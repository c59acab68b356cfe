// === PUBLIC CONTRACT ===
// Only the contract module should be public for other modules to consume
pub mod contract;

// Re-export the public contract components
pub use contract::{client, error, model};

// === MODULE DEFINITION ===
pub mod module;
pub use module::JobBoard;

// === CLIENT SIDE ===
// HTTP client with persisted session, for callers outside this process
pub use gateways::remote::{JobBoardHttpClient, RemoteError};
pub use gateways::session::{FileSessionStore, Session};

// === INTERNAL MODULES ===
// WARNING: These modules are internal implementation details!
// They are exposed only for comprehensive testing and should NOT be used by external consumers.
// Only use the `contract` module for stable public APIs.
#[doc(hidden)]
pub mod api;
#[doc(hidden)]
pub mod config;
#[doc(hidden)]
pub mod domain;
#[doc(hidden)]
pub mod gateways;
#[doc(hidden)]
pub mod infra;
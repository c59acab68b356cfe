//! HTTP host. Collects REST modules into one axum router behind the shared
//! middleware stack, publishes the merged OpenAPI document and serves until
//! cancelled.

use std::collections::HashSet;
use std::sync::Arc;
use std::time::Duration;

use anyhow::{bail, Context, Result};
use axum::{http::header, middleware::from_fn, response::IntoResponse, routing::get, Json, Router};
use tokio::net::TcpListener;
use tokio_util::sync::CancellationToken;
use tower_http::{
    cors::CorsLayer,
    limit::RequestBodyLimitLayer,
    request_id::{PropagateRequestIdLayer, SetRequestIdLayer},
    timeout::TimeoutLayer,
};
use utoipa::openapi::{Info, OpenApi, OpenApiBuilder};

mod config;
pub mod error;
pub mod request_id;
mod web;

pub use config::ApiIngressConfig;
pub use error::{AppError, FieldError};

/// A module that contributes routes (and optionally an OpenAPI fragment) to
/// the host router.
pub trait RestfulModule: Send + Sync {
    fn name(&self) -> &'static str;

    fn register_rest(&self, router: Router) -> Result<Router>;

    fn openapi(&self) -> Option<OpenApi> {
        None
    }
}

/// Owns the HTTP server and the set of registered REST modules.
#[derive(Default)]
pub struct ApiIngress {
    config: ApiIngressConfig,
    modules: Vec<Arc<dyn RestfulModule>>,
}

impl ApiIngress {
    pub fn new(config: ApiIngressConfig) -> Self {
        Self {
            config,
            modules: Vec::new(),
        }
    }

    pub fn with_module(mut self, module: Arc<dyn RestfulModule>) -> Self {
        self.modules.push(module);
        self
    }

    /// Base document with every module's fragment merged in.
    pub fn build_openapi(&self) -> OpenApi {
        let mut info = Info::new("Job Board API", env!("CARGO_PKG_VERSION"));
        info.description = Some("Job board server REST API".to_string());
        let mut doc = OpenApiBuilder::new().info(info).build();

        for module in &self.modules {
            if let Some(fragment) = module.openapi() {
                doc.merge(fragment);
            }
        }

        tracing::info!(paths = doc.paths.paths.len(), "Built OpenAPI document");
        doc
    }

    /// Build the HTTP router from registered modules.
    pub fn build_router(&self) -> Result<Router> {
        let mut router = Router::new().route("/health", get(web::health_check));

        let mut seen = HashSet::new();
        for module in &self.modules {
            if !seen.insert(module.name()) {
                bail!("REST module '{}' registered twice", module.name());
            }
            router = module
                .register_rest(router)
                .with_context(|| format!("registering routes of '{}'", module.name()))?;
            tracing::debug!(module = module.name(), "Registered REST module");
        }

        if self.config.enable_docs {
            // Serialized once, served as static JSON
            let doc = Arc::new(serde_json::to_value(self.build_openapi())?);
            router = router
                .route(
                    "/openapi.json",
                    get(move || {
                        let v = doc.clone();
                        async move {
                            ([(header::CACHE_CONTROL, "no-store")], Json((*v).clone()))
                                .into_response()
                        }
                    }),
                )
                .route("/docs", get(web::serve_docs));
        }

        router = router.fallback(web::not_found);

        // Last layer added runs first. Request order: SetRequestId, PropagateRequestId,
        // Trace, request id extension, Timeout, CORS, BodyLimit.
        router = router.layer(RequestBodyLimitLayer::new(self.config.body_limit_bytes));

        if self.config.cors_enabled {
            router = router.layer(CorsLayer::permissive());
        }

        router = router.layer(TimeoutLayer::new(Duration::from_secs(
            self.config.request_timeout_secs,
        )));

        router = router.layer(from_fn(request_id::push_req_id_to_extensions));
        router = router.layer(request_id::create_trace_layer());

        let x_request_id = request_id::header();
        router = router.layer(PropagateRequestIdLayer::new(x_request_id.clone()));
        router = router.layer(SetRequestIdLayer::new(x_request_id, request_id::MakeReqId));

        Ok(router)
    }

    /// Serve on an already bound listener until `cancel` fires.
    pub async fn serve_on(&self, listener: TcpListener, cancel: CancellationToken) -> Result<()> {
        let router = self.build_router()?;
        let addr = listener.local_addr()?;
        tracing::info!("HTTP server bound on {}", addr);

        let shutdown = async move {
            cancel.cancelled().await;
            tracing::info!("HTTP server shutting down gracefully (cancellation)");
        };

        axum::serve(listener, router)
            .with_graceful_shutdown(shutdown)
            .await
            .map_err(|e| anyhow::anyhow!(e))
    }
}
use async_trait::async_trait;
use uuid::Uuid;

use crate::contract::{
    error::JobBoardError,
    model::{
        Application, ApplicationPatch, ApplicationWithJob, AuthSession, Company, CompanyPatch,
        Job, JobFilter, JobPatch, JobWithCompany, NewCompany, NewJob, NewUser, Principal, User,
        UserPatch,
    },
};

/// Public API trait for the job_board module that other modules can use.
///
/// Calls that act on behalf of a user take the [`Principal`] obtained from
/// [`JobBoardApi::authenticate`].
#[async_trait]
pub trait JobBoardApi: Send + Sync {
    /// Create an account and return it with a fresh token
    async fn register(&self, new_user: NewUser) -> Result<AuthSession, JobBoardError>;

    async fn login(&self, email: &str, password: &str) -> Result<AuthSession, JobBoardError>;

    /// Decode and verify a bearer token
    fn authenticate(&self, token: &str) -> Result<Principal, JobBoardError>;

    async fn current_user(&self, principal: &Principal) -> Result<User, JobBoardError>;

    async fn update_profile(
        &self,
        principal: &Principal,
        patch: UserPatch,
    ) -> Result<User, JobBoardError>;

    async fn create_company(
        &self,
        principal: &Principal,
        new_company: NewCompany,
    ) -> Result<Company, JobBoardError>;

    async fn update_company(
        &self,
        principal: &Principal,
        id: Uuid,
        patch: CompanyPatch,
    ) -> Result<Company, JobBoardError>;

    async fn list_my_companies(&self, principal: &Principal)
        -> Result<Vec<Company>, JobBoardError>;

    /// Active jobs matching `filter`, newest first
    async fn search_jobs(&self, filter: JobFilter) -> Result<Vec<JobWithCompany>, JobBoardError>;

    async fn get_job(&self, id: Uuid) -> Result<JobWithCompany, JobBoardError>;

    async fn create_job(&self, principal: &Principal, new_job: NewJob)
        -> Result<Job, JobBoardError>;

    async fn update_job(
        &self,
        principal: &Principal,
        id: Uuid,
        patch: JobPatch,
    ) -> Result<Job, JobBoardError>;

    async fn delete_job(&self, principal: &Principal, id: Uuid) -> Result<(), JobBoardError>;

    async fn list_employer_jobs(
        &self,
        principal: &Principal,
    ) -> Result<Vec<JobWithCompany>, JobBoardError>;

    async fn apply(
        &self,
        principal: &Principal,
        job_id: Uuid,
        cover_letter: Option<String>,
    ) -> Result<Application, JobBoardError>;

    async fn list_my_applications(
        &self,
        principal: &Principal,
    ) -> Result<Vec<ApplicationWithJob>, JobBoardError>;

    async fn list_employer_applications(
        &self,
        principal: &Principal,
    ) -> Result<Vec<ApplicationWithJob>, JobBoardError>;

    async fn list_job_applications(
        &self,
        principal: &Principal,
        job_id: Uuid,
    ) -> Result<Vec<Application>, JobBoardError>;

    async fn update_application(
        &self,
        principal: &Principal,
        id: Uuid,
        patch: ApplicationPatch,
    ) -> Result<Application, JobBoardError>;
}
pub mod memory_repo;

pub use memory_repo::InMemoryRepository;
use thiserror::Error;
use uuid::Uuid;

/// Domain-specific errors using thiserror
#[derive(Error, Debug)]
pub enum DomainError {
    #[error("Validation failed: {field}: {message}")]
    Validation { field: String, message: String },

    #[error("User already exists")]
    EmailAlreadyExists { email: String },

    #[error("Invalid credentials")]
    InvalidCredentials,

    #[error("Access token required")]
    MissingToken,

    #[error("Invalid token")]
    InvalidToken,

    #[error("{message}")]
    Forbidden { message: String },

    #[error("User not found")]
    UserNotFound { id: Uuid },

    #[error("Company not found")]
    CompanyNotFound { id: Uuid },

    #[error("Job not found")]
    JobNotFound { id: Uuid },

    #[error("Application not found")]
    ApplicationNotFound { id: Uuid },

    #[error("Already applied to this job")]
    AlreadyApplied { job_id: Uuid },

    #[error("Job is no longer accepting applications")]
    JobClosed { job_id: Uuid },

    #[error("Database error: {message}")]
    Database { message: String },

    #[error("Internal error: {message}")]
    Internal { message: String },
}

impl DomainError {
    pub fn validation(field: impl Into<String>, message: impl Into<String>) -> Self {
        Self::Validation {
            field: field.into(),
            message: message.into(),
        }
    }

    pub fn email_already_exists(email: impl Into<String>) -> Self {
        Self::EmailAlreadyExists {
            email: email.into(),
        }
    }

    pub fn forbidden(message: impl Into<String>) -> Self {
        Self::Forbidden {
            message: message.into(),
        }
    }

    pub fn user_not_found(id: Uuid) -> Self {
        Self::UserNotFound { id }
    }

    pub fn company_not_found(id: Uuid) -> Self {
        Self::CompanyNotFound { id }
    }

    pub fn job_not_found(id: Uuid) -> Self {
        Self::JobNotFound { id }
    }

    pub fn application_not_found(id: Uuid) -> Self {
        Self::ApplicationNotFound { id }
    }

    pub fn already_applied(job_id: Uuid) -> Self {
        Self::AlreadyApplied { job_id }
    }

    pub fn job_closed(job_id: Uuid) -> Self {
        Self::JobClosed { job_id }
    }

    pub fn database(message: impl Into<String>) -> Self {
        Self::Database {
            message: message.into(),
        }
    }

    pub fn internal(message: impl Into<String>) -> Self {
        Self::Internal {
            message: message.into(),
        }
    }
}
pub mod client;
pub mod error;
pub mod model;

- - - - -

What is needed: Scan the entries and show every line in which the word "TimeoutLayer" is found.

Your solution:
    timeout::TimeoutLayer,
        router = router.layer(TimeoutLayer::new(Duration::from_secs(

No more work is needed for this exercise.